Every entry that follows should be output again, word for word.

*** Information given Section Begins ***

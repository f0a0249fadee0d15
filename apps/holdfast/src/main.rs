mod cli;
mod logging;

use anyhow::{Context, Result, bail};
use clap::Parser;
use holdfast_client::{ClientConfig, LongPollClient, SessionEvent};
use tokio::sync::mpsc::UnboundedReceiver;
use tracing::warn;

use crate::cli::{Cli, Commands};
use crate::logging::LogConfig;

#[tokio::main]
async fn main() -> Result<()> {
    let cli = Cli::parse();
    logging::init(&LogConfig {
        level: cli.log_level,
        file: cli.log_file.clone(),
    })?;

    let config = ClientConfig::new(&cli.server).context("invalid server url")?;
    let client = LongPollClient::new(config)?;

    match cli.command {
        Commands::Watch => run_watch(client).await,
        Commands::Send { payload } => run_send(client, payload).await,
    }
}

async fn run_watch(client: LongPollClient) -> Result<()> {
    let mut events = client.start()?;
    loop {
        tokio::select! {
            event = events.recv() => {
                match event {
                    Some(SessionEvent::Started { session }) => {
                        println!("session {session} established");
                    }
                    Some(SessionEvent::Update { payload }) if payload.is_empty() => {}
                    Some(SessionEvent::Update { payload }) => {
                        println!("{}", pretty(&payload));
                    }
                    Some(SessionEvent::ChannelLost { error }) => {
                        warn!(%error, "channel lost; reconnecting");
                        eprintln!("channel lost ({error}); reconnecting");
                    }
                    None => bail!("session ended unexpectedly"),
                }
            }
            _ = tokio::signal::ctrl_c() => break,
        }
    }
    client.end()?;
    Ok(())
}

async fn run_send(client: LongPollClient, payload: String) -> Result<()> {
    let mut events = client.start()?;
    wait_for_session(&mut events).await?;
    let response = client.send_update(payload).await?;
    println!("{}", pretty(&response));
    client.end()?;
    Ok(())
}

async fn wait_for_session(events: &mut UnboundedReceiver<SessionEvent>) -> Result<()> {
    loop {
        match events.recv().await {
            Some(SessionEvent::Started { .. }) => return Ok(()),
            Some(SessionEvent::ChannelLost { error }) => {
                warn!(%error, "channel lost while connecting; retrying");
            }
            Some(_) => {}
            None => bail!("session ended before it was established"),
        }
    }
}

/// Pretty-prints JSON payloads; anything else passes through verbatim.
fn pretty(payload: &str) -> String {
    match serde_json::from_str::<serde_json::Value>(payload) {
        Ok(value) => serde_json::to_string_pretty(&value).unwrap_or_else(|_| payload.to_string()),
        Err(_) => payload.to_string(),
    }
}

*** Information given Section Ends ***

- Solved exercise
repository f0a0249fadee0d15
filename apps/holdfast/src/main.rs
mod cli;
mod logging;

use anyhow::{Context, Result, bail};
use clap::Parser;
use holdfast_client::{ClientConfig, LongPollClient, SessionEvent};
use tokio::sync::mpsc::UnboundedReceiver;
use tracing::warn;

use crate::cli::{Cli, Commands};
use crate::logging::LogConfig;

#[tokio::main]
async fn main() -> Result<()> {
    let cli = Cli::parse();
    logging::init(&LogConfig {
        level: cli.log_level,
        file: cli.log_file.clone(),
    })?;

    let config = ClientConfig::new(&cli.server).context("invalid server url")?;
    let client = LongPollClient::new(config)?;

    match cli.command {
        Commands::Watch => run_watch(client).await,
        Commands::Send { payload } => run_send(client, payload).await,
    }
}

async fn run_watch(client: LongPollClient) -> Result<()> {
    let mut events = client.start()?;
    loop {
        tokio::select! {
            event = events.recv() => {
                match event {
                    Some(SessionEvent::Started { session }) => {
                        println!("session {session} established");
                    }
                    Some(SessionEvent::Update { payload }) if payload.is_empty() => {}
                    Some(SessionEvent::Update { payload }) => {
                        println!("{}", pretty(&payload));
                    }
                    Some(SessionEvent::ChannelLost { error }) => {
                        warn!(%error, "channel lost; reconnecting");
                        eprintln!("channel lost ({error}); reconnecting");
                    }
                    None => bail!("session ended unexpectedly"),
                }
            }
            _ = tokio::signal::ctrl_c() => break,
        }
    }
    client.end()?;
    Ok(())
}

async fn run_send(client: LongPollClient, payload: String) -> Result<()> {
    let mut events = client.start()?;
    wait_for_session(&mut events).await?;
    let response = client.send_update(payload).await?;
    println!("{}", pretty(&response));
    client.end()?;
    Ok(())
}

async fn wait_for_session(events: &mut UnboundedReceiver<SessionEvent>) -> Result<()> {
    loop {
        match events.recv().await {
            Some(SessionEvent::Started { .. }) => return Ok(()),
            Some(SessionEvent::ChannelLost { error }) => {
                warn!(%error, "channel lost while connecting; retrying");
            }
            Some(_) => {}
            None => bail!("session ended before it was established"),
        }
    }
}

/// Pretty-prints JSON payloads; anything else passes through verbatim.
fn pretty(payload: &str) -> String {
    match serde_json::from_str::<serde_json::Value>(payload) {
        Ok(value) => serde_json::to_string_pretty(&value).unwrap_or_else(|_| payload.to_string()),
        Err(_) => payload.to_string(),
    }
}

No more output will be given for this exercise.